Дождь перестал, и тишина опустилась на подлесок. Только где-то за тридевять земель отдаленным громом дышал фронт, да утробно гудели машины за кустами, да постукивали о плащ-палатку срывавшиеся с веток капли.
Когда рассвело и призатихло движение на дороге, разведчики, все впятером, ушли к складу. Предстояло разведать проходы, систему охраны, чтобы следующей ночью, собравшись вместе, обсудить план выполнения основной задачи.
Но никто не принес утешительного. Огромное пространство леса было огорожено двойным проволочным забором, за которым тянулась гладкая проволока для собак. Их, как видно, спускали ночью.

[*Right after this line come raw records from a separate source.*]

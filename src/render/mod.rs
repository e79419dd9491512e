//! Rendering backends for the calendar view-model.
//!
//! - `DomBackend`: the browser page (wasm32 only)
//! - `TextBackend`: a character grid for the CLI and tests

mod backend;
#[cfg(target_arch = "wasm32")]
pub(crate) mod dom;
mod text;

pub use backend::{render_calendar, CalendarBackend};
#[cfg(target_arch = "wasm32")]
pub use dom::DomBackend;
pub use text::TextBackend;
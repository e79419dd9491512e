//! DOM backend: the background `<img>` plus an absolutely positioned overlay
//! of day buttons.
//!
//! The overlay container is looked up by id and created next to the
//! calendar image when the page does not provide one. A page without the
//! calendar image still renders cells if it has an overlay element.

mod image;
mod modal;
mod snow;

pub(crate) use modal::{element_by_id, ModalView};
pub(crate) use snow::SnowfallView;

use wasm_bindgen::JsCast;
use web_sys::{Document, HtmlElement, HtmlImageElement};

use crate::assets::ImageSource;
use crate::config::{ElementIds, LabelConfig};
use crate::error::{AdventError, Result};
use crate::types::{Bounds, DayCellView, OverlayView};

use super::CalendarBackend;

/// Class on every day button.
pub const CELL_CLASS: &str = "day-cell";

pub struct DomBackend {
    document: Document,
    calendar_image: Option<HtmlImageElement>,
    overlay: Option<HtmlElement>,
    labels: LabelConfig,
}

impl DomBackend {
    pub fn new(document: Document, ids: &ElementIds, labels: LabelConfig) -> Self {
        let calendar_image = element_by_id::<HtmlImageElement>(&document, &ids.calendar_image);
        let overlay = element_by_id::<HtmlElement>(&document, &ids.overlay).or_else(|| {
            calendar_image
                .as_ref()
                .and_then(|img| create_overlay(&document, img, &ids.overlay).ok())
        });
        if overlay.is_none() {
            tracing::debug!("no overlay container; day cells disabled");
        }
        Self {
            document,
            calendar_image,
            overlay,
            labels,
        }
    }

    pub fn calendar_image(&self) -> Option<&HtmlImageElement> {
        self.calendar_image.as_ref()
    }

    pub fn overlay(&self) -> Option<&HtmlElement> {
        self.overlay.as_ref()
    }

    /// Current size of the overlay container, zero when it is missing.
    pub fn overlay_bounds(&self) -> Bounds {
        self.overlay
            .as_ref()
            .map(|overlay| {
                let rect = overlay.get_bounding_client_rect();
                Bounds::new(rect.width(), rect.height())
            })
            .unwrap_or_default()
    }

    fn build_cell(&self, cell: &DayCellView) -> Result<HtmlElement> {
        let button: HtmlElement = self
            .document
            .create_element("button")?
            .dyn_into()
            .map_err(|_| AdventError::Dom("created cell is not an HTMLElement".to_string()))?;

        let state_class = if cell.unlocked { "unlocked" } else { "locked" };
        button.set_class_name(&format!("{CELL_CLASS} {state_class}"));
        button.set_attribute("type", "button")?;
        button.set_attribute("data-day", &cell.day.to_string())?;
        button.set_attribute("aria-label", &self.labels.cell_label(cell.day, cell.unlocked))?;
        if !cell.unlocked {
            button.set_attribute("aria-disabled", "true")?;
        }
        button.set_text_content(Some(&cell.day.to_string()));

        let style = button.style();
        style.set_property("position", "absolute")?;
        style.set_property("left", &format!("{:.4}%", cell.left_percent))?;
        style.set_property("top", &format!("{:.4}%", cell.top_percent))?;
        style.set_property("width", &format!("{:.4}%", cell.width_percent))?;
        style.set_property("transform", "translate(-50%, -50%)")?;
        Ok(button)
    }
}

impl CalendarBackend for DomBackend {
    fn set_background(&mut self, source: &ImageSource) -> Result<()> {
        let Some(img) = &self.calendar_image else {
            return Ok(());
        };
        let current = img.get_attribute("data-current-key");
        if current.as_deref() == Some(source.key.as_str()) {
            return Ok(());
        }
        img.set_attribute("data-current-key", &source.key)?;
        image::load_with_fallback(img, source, "calendar");
        Ok(())
    }

    fn render_overlay(&mut self, view: &OverlayView) -> Result<()> {
        let Some(overlay) = &self.overlay else {
            return Ok(());
        };
        overlay.set_inner_html("");
        for cell in &view.cells {
            let button = self.build_cell(cell)?;
            overlay.append_child(&button)?;
        }
        Ok(())
    }

    fn preload(&mut self, sources: &[ImageSource]) {
        for source in sources {
            image::preload(source);
        }
    }
}

fn create_overlay(document: &Document, img: &HtmlImageElement, id: &str) -> Result<HtmlElement> {
    let parent = img
        .parent_element()
        .ok_or_else(|| AdventError::Dom("calendar image has no parent".to_string()))?;
    let overlay: HtmlElement = document
        .create_element("div")?
        .dyn_into()
        .map_err(|_| AdventError::Dom("created overlay is not an HTMLElement".to_string()))?;
    overlay.set_id(id);
    overlay.set_class_name("calendar-overlay");
    let style = overlay.style();
    style.set_property("position", "absolute")?;
    style.set_property("inset", "0")?;
    parent.append_child(&overlay)?;
    Ok(overlay)
}
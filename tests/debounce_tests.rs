//! Debounce tests for advent
//!
//! Simulates the browser's timer loop against a fake clock to check that a
//! burst of resize events produces exactly one rebuild.
#![allow(clippy::unwrap_used, clippy::expect_used, clippy::float_cmp, clippy::panic)]

use advent::debounce::{observe_resize, BreakpointWatcher, DebounceOutcome, Debouncer, ResizeArming};

/// Minimal stand-in for `setTimeout`: one pending deadline at a time.
struct FakeTimers {
    debouncer: Debouncer,
    deadline: Option<f64>,
    fired_at: Vec<f64>,
}

impl FakeTimers {
    fn new(delay_ms: u32) -> Self {
        Self {
            debouncer: Debouncer::new(delay_ms),
            deadline: None,
            fired_at: Vec::new(),
        }
    }

    fn resize(&mut self, now: f64) {
        if self.debouncer.notify(now) {
            self.arm(now);
        }
    }

    fn arm(&mut self, now: f64) {
        assert!(self.deadline.is_none(), "timer armed twice");
        self.deadline = Some(now + self.debouncer.delay_ms());
    }

    /// Run every timer due at or before `until`.
    fn advance(&mut self, until: f64) {
        while let Some(deadline) = self.deadline.filter(|d| *d <= until) {
            self.deadline = None;
            match self.debouncer.poll(deadline) {
                DebounceOutcome::Idle => {}
                DebounceOutcome::Wait(remaining) => self.deadline = Some(deadline + remaining),
                DebounceOutcome::Fire => self.fired_at.push(deadline),
            }
        }
    }
}

#[test]
fn test_burst_fires_once_after_quiet_window() {
    let mut timers = FakeTimers::new(200);
    for i in 0..20 {
        let now = f64::from(i) * 30.0;
        timers.advance(now);
        timers.resize(now);
    }
    // last event at 570ms
    timers.advance(10_000.0);
    assert_eq!(timers.fired_at, vec![770.0]);
    assert!(!timers.debouncer.is_pending());
}

#[test]
fn test_separate_bursts_fire_separately() {
    let mut timers = FakeTimers::new(200);
    timers.resize(0.0);
    timers.resize(50.0);
    timers.advance(1_000.0);
    timers.resize(1_000.0);
    timers.advance(5_000.0);
    assert_eq!(timers.fired_at, vec![250.0, 1_200.0]);
}

#[test]
fn test_single_event_fires_after_delay() {
    let mut timers = FakeTimers::new(200);
    timers.resize(100.0);
    timers.advance(299.0);
    assert!(timers.fired_at.is_empty());
    timers.advance(300.0);
    assert_eq!(timers.fired_at, vec![300.0]);
}

#[test]
fn test_cancel_suppresses_fire() {
    let mut timers = FakeTimers::new(200);
    timers.resize(0.0);
    timers.debouncer.cancel();
    timers.advance(1_000.0);
    assert!(timers.fired_at.is_empty());
    // the debouncer accepts a new burst afterwards
    assert!(timers.debouncer.notify(1_000.0));
}

#[test]
fn test_breakpoint_crossings() {
    let mut watcher = BreakpointWatcher::new(false);
    assert!(!watcher.observe(false));
    assert!(watcher.observe(true));
    assert!(!watcher.observe(true));
    assert!(watcher.observe(false));
    assert_eq!(watcher.is_mobile(), Some(false));

    let mut unseen = BreakpointWatcher::default();
    assert!(!unseen.observe(true));
    assert_eq!(unseen.is_mobile(), Some(true));
}

// ============================================================================
// Resize events feeding both debouncers
// ============================================================================

/// The resize wiring of the page: overlay timer, snowfall timer, breakpoint.
struct Page {
    breakpoint: BreakpointWatcher,
    overlay: FakeTimers,
    snowfall: FakeTimers,
    snowfall_running: bool,
}

impl Page {
    fn new(is_mobile: bool) -> Self {
        Self {
            breakpoint: BreakpointWatcher::new(is_mobile),
            overlay: FakeTimers::new(200),
            snowfall: FakeTimers::new(200),
            snowfall_running: true,
        }
    }

    fn resize(&mut self, now: f64, is_mobile: bool) -> ResizeArming {
        self.advance(now);
        let snowfall = self
            .snowfall_running
            .then_some(&mut self.snowfall.debouncer);
        let arming = observe_resize(
            now,
            is_mobile,
            &mut self.breakpoint,
            &mut self.overlay.debouncer,
            snowfall,
        );
        if arming.overlay {
            self.overlay.arm(now);
        }
        if arming.snowfall {
            self.snowfall.arm(now);
        }
        arming
    }

    fn advance(&mut self, until: f64) {
        self.overlay.advance(until);
        self.snowfall.advance(until);
    }
}

#[test]
fn test_resize_without_crossing_never_rebuilds_snow() {
    let mut page = Page::new(false);
    for i in 0..10 {
        let arming = page.resize(f64::from(i) * 30.0, false);
        assert!(!arming.crossed);
        assert!(!arming.snowfall);
    }
    page.advance(10_000.0);
    assert_eq!(page.overlay.fired_at, vec![470.0]);
    assert!(page.snowfall.fired_at.is_empty());
}

#[test]
fn test_back_and_forth_crossings_rebuild_once() {
    let mut page = Page::new(false);
    assert!(page.resize(0.0, true).snowfall);
    assert!(!page.resize(40.0, false).snowfall);
    assert!(!page.resize(80.0, true).snowfall);
    let last = page.resize(120.0, true);
    assert!(!last.crossed);
    page.advance(10_000.0);

    // last crossing at 80ms, last resize at 120ms
    assert_eq!(page.snowfall.fired_at, vec![280.0]);
    assert_eq!(page.overlay.fired_at, vec![320.0]);
}

#[test]
fn test_crossing_without_snowfall_only_renders_overlay() {
    let mut page = Page::new(true);
    page.snowfall_running = false;
    let arming = page.resize(0.0, false);
    assert_eq!(
        arming,
        ResizeArming {
            overlay: true,
            snowfall: false,
            crossed: true,
        }
    );
    page.advance(1_000.0);
    assert!(page.snowfall.fired_at.is_empty());
    assert_eq!(page.overlay.fired_at, vec![200.0]);
}
//! Calendar configuration.
//!
//! Every field has a default, so hosts only pass what they want to change.
//! The browser hands a plain JS object to `AdventCalendar.withConfig`, the
//! CLI reads the same shape from a JSON file.

use serde::{Deserialize, Serialize};
use tracing::level_filters::LevelFilter;

use crate::assets::AssetConfig;
use crate::error::{AdventError, Result};
use crate::layout::GridGeometry;
use crate::snowfall::SnowfallConfig;

/// Top-level configuration.
#[derive(Debug, Clone, PartialEq, Default, Serialize, Deserialize)]
#[serde(default, rename_all = "camelCase")]
pub struct CalendarConfig {
    pub grid: GridGeometry,
    pub assets: AssetConfig,
    pub snowfall: SnowfallConfig,
    pub labels: LabelConfig,
    pub elements: ElementIds,
    pub overlay: OverlayConfig,
    /// Minimum level written to the console (`error`..`trace`, or `off`).
    pub log_level: Option<String>,
}

impl CalendarConfig {
    /// Parse and validate a JSON document.
    pub fn from_json(json: &str) -> Result<Self> {
        let config: Self = serde_json::from_str(json)?;
        config.validate()?;
        Ok(config)
    }

    pub fn validate(&self) -> Result<()> {
        self.grid.validate()?;
        self.assets.validate()?;
        self.snowfall.validate()?;
        if let Some(level) = &self.log_level {
            parse_level(level)?;
        }
        Ok(())
    }

    /// Configured log level, `INFO` when unset.
    pub fn level_filter(&self) -> LevelFilter {
        self.log_level
            .as_deref()
            .and_then(|level| parse_level(level).ok())
            .unwrap_or(LevelFilter::INFO)
    }
}

fn parse_level(level: &str) -> Result<LevelFilter> {
    level
        .trim()
        .parse::<LevelFilter>()
        .map_err(|_| AdventError::Config(format!("unknown log level '{level}'")))
}

/// Overlay behaviour not covered by the grid geometry.
#[derive(Debug, Clone, PartialEq, Serialize, Deserialize)]
#[serde(default, rename_all = "camelCase")]
pub struct OverlayConfig {
    /// Delay before re-rendering after the last resize event.
    pub resize_debounce_ms: u32,
    /// How long the `shake` class stays on a locked cell after a click.
    pub locked_shake_ms: u32,
}

impl Default for OverlayConfig {
    fn default() -> Self {
        Self {
            resize_debounce_ms: 200,
            locked_shake_ms: 450,
        }
    }
}

/// User-facing strings. `{day}` is replaced with the day number.
#[derive(Debug, Clone, PartialEq, Serialize, Deserialize)]
#[serde(default, rename_all = "camelCase")]
pub struct LabelConfig {
    pub day_caption: String,
    pub final_caption: String,
    pub unlocked_cell: String,
    pub locked_cell: String,
    pub gift_out_of_season: String,
    pub gift_not_started: String,
}

impl Default for LabelConfig {
    fn default() -> Self {
        Self {
            day_caption: "Day {day}".to_string(),
            final_caption: "Calendar complete 🎄".to_string(),
            unlocked_cell: "Open day {day}".to_string(),
            locked_cell: "Day {day} (locked)".to_string(),
            gift_out_of_season: "🎅 The daily gift is only available during December!"
                .to_string(),
            gift_not_started: "The calendar hasn't started yet!".to_string(),
        }
    }
}

impl LabelConfig {
    /// Substitute `{day}` in a label template.
    pub fn format_day(template: &str, day: u32) -> String {
        template.replace("{day}", &day.to_string())
    }

    pub fn day_caption(&self, day: u32) -> String {
        Self::format_day(&self.day_caption, day)
    }

    pub fn cell_label(&self, day: u32, unlocked: bool) -> String {
        let template = if unlocked {
            &self.unlocked_cell
        } else {
            &self.locked_cell
        };
        Self::format_day(template, day)
    }
}

/// Ids of the page elements the calendar looks for.
#[derive(Debug, Clone, PartialEq, Serialize, Deserialize)]
#[serde(default, rename_all = "camelCase")]
pub struct ElementIds {
    pub calendar_image: String,
    pub overlay: String,
    pub modal: String,
    pub modal_image: String,
    pub modal_caption: String,
    pub modal_close: String,
    pub test_input: String,
    pub gift_button: String,
    pub snowfall: String,
}

impl Default for ElementIds {
    fn default() -> Self {
        Self {
            calendar_image: "calendarImage".to_string(),
            overlay: "calendarOverlay".to_string(),
            modal: "imageModal".to_string(),
            modal_image: "modalImg".to_string(),
            modal_caption: "modalCaption".to_string(),
            modal_close: "closeModal".to_string(),
            test_input: "testDay".to_string(),
            gift_button: "dailyGiftButton".to_string(),
            snowfall: "snowfall".to_string(),
        }
    }
}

Эти собаки и часовые, стоявшие через каждые пятьдесят метров, не оставляли надежды подобраться к складу незаметно.
— Перестрелять часовых, завязать бой, а кому-то одному бегом к складу, — предложил Звонковой.
Предложение было отвергнуто не потому, что грозило гибелью всей группы. Оно не сулило верного успеха.
— Есть идея, — сказал Найденов. — Надо ночью вскочить в кузов одной из машин, въехать на территорию склада и там поджечь машину.
— А если машина не подъедет к штабелям со снарядами, а остановится далеко от них?
— Значит, надо въехать на двух машинах. Для верности.
Помолчали. План был прост, эффективен и... страшен. Это понимали все.